В спальне всё было заправлено так ровно, будто дед Паша встал полчаса назад. На стуле лежали брюки. На комоде — стопка носовых платков, аккуратно сложенных по краям. На стене висела фотография в рамке: молодая женщина с толстой косой и серьёзными глазами. Рядом — чёрно-белый мальчишка лет десяти в школьной форме. Лицо у него было удивительно знакомое. Я присмотрелась и поняла: дед Паша. Только не старый, не злой, не сухой, а тонкий, вихрастый, с упрямым ртом.

— Тут никого, — сказал Юрка.

В кладовке — тоже. В сарае — тоже. За домом, у колодца, в бане — пусто.

На кухне Юрка открыл ящик стола и достал потрёпанную тетрадь. В ней оказался не дневник, не тайны и не список врагов, как можно было бы подумать, а совсем бытовые записи, от которых почему-то стало ещё тяжелее.

«Корм Муське».

«Заплатить за свет до 12-го».

«У Зои взять соль».

«Поменять стекло в сенях».

«К Петровне занести ведро».

«Пятница — кладбище».

«Вторник — район».

Ещё там лежали автобусные билеты, старые чеки из аптеки, номер какого-то районного отделения и аккуратно перевязанная резинкой пачка фотографий.

Нина, конечно, первая потянулась:

— Давай посмотрим, может, поймём что…

Я хотела её одёрнуть, но не одёрнула. Потому что сама уже смотрела.

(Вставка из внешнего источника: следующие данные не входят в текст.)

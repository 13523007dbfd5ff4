//! Service container for dependency injection
//!
//! Wires up the collaborators the activation engine consumes.

use std::sync::Arc;

use crate::config::Settings;
use crate::infrastructure::di::registry::ProviderFactory;
use crate::infrastructure::traits::{
    InMemoryModuleLoader, LiteralParser, ModuleLoader, NoOptions, OptionSource, PlainTextParser,
    ServiceProviderFactory,
};

/// Container holding the engine's collaborators.
pub struct ServiceContainer {
    /// Application settings
    pub settings: Arc<Settings>,

    /// Source of constructible types
    pub loader: Arc<dyn ModuleLoader>,

    /// Declarative literal parser
    pub parser: Arc<dyn LiteralParser>,

    /// Named capability providers
    pub providers: Arc<dyn ServiceProviderFactory>,

    /// Profiles, configurations and settings providers
    pub options: Arc<dyn OptionSource>,
}

impl ServiceContainer {
    /// Create a container with the in-memory default implementations.
    pub fn new(settings: Settings, loader: Arc<dyn ModuleLoader>) -> Self {
        Self::with_deps(
            settings,
            loader,
            Arc::new(PlainTextParser),
            Arc::new(ProviderFactory::default()),
            Arc::new(NoOptions),
        )
    }

    /// Create a container with default settings and an empty module loader.
    pub fn empty() -> Self {
        Self::new(Settings::default(), Arc::new(InMemoryModuleLoader::new()))
    }

    /// Create a container with custom dependencies (for hosts and testing).
    pub fn with_deps(
        settings: Settings,
        loader: Arc<dyn ModuleLoader>,
        parser: Arc<dyn LiteralParser>,
        providers: Arc<dyn ServiceProviderFactory>,
        options: Arc<dyn OptionSource>,
    ) -> Self {
        let settings = Arc::new(settings);

        Self {
            settings,
            loader,
            parser,
            providers,
            options,
        }
    }
}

На фотографиях была одна и та же жизнь, только не та, которую мы себе про него придумали. Молодой Паша в рубашке с коротким рукавом, смеётся, держит на руках мальчишку. Та самая женщина у окна, с яблоками в фартуке. Снимок у реки — он, она и подросток с удочкой. Потом фотографий становилось меньше. Женщина уже сидит на лавке, кутается в платок. Мальчик взрослеет, потом исчезает. А дед Паша на последних снимках уже один. Во дворе. У забора. У могилы. У печки.

Ни одного нового фото.

— У него сын был, — тихо сказала я.

— Получается, был, — ответила Нина и почему-то тоже шёпотом.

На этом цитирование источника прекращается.